A line below contains "async fn dispatch_rejects_unknown_operations()", and a later one contains "async fn disabled_upstreams_answer_404()". Repeat both, with every line between them, exactly.

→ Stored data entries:
□ □ □ □ □ □ □

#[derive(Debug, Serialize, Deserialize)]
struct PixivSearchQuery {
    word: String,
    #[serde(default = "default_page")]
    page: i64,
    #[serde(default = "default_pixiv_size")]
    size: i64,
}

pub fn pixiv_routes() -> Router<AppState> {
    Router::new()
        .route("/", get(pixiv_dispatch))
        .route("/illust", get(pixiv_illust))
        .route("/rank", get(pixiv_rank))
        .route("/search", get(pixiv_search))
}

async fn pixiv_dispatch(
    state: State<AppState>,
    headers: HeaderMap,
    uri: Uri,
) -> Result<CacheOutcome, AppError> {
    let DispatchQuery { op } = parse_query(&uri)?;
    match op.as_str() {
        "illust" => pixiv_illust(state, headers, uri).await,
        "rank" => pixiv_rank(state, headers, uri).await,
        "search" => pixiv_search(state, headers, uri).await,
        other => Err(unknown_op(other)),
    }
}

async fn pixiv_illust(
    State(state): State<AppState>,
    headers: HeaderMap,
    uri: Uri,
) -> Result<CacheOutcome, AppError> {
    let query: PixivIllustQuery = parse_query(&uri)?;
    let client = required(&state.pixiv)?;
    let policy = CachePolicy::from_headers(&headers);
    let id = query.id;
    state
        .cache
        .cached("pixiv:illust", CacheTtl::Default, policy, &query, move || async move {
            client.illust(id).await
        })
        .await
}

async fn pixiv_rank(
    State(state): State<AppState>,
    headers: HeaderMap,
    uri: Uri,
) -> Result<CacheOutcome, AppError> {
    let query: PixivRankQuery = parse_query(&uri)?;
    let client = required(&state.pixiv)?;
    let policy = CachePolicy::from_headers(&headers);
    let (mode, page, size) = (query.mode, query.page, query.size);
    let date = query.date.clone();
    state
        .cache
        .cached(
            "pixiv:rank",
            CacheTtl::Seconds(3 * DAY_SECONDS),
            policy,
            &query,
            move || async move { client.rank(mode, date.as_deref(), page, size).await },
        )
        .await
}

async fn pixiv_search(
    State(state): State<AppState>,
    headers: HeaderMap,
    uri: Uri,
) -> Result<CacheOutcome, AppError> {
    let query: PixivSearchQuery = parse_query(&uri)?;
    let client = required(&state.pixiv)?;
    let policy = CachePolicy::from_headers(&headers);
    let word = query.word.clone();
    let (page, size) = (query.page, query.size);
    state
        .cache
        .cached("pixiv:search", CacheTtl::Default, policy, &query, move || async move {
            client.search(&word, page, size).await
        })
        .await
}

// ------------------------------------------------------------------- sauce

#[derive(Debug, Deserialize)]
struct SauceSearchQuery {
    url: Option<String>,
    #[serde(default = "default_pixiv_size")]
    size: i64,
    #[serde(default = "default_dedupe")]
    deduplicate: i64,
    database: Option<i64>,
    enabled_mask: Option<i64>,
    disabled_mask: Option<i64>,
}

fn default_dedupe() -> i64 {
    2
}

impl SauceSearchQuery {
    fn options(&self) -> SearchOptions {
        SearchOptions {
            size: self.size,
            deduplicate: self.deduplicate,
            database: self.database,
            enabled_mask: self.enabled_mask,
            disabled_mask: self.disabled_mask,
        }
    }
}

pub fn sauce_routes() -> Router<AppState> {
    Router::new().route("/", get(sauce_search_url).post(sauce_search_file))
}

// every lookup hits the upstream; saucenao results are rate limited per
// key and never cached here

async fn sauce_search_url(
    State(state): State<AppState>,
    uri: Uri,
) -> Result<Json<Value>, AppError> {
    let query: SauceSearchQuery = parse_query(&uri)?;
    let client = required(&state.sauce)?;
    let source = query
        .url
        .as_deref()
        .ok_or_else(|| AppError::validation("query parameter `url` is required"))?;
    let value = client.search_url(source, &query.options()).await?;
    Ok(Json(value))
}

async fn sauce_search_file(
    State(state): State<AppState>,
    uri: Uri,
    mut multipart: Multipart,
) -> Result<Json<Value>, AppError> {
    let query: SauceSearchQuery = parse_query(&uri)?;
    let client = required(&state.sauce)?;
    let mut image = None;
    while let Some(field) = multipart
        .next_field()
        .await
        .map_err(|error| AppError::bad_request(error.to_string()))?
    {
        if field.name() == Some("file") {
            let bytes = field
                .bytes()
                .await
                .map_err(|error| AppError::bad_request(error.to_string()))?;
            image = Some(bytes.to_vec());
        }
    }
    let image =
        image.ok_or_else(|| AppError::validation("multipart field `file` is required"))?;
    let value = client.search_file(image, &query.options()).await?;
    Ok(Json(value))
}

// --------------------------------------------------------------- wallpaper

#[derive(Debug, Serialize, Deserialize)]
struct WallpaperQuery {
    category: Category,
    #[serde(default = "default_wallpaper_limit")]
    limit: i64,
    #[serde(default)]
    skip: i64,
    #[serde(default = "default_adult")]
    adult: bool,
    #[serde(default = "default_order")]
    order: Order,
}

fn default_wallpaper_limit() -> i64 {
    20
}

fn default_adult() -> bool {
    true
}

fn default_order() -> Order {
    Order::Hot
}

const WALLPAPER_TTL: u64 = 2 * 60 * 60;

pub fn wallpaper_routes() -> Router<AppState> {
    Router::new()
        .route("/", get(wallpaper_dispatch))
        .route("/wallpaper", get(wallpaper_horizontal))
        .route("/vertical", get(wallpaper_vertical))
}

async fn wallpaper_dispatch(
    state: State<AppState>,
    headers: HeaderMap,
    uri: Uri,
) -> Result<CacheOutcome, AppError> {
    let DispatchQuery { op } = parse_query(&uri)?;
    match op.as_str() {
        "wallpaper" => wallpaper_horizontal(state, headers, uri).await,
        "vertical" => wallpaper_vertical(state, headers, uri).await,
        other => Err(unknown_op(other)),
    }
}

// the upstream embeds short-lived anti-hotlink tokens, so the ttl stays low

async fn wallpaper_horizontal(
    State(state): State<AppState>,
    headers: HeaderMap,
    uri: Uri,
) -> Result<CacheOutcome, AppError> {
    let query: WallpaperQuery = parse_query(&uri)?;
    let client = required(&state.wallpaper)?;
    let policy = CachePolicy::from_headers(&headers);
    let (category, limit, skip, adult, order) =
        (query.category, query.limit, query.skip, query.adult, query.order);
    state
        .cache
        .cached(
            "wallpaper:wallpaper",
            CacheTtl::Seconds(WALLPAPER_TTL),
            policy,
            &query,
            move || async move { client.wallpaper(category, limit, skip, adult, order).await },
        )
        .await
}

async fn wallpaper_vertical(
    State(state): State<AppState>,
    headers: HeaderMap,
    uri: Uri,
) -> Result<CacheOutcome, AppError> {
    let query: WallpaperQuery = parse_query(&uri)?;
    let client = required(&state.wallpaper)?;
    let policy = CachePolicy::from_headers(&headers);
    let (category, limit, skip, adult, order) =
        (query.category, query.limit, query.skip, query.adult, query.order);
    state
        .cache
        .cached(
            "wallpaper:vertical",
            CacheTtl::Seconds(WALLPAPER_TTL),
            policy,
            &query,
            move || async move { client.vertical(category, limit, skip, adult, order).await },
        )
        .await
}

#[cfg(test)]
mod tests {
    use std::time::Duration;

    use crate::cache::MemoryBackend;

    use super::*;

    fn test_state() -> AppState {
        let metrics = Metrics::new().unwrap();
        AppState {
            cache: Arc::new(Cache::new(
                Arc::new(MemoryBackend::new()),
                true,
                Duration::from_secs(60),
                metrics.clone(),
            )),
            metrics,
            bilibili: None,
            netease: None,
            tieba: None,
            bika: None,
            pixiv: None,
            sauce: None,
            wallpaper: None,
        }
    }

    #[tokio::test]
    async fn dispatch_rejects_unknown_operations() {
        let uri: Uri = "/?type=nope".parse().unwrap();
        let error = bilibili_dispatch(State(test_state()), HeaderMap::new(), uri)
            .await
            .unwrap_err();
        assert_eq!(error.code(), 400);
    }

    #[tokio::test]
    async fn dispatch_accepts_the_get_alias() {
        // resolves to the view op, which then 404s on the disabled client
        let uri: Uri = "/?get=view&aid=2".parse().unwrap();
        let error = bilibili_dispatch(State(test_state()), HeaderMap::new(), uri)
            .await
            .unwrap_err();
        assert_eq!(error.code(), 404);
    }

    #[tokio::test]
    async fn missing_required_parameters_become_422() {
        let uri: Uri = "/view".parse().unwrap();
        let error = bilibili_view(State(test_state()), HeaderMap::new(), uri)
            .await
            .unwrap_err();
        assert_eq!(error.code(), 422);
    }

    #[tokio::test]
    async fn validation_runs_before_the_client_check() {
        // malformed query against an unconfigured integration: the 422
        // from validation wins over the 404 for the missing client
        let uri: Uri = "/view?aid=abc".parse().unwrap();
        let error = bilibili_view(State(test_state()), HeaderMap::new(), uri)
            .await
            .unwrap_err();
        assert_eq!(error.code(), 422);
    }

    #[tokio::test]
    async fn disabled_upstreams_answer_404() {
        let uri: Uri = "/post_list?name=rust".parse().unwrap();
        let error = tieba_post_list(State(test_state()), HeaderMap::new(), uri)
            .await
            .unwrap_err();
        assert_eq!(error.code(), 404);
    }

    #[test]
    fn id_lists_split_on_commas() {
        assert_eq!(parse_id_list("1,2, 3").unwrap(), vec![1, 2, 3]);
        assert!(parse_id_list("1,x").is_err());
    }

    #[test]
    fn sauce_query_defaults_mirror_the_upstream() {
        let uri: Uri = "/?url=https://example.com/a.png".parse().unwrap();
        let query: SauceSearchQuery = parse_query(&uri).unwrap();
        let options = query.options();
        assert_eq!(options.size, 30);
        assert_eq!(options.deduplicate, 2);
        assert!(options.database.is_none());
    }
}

□ □ □ □ □ □ □

→ Answer:
    async fn dispatch_rejects_unknown_operations() {
        let uri: Uri = "/?type=nope".parse().unwrap();
        let error = bilibili_dispatch(State(test_state()), HeaderMap::new(), uri)
            .await
            .unwrap_err();
        assert_eq!(error.code(), 400);
    }

    #[tokio::test]
    async fn dispatch_accepts_the_get_alias() {
        // resolves to the view op, which then 404s on the disabled client
        let uri: Uri = "/?get=view&aid=2".parse().unwrap();
        let error = bilibili_dispatch(State(test_state()), HeaderMap::new(), uri)
            .await
            .unwrap_err();
        assert_eq!(error.code(), 404);
    }

    #[tokio::test]
    async fn missing_required_parameters_become_422() {
        let uri: Uri = "/view".parse().unwrap();
        let error = bilibili_view(State(test_state()), HeaderMap::new(), uri)
            .await
            .unwrap_err();
        assert_eq!(error.code(), 422);
    }

    #[tokio::test]
    async fn validation_runs_before_the_client_check() {
        // malformed query against an unconfigured integration: the 422
        // from validation wins over the 404 for the missing client
        let uri: Uri = "/view?aid=abc".parse().unwrap();
        let error = bilibili_view(State(test_state()), HeaderMap::new(), uri)
            .await
            .unwrap_err();
        assert_eq!(error.code(), 422);
    }

    #[tokio::test]
    async fn disabled_upstreams_answer_404() {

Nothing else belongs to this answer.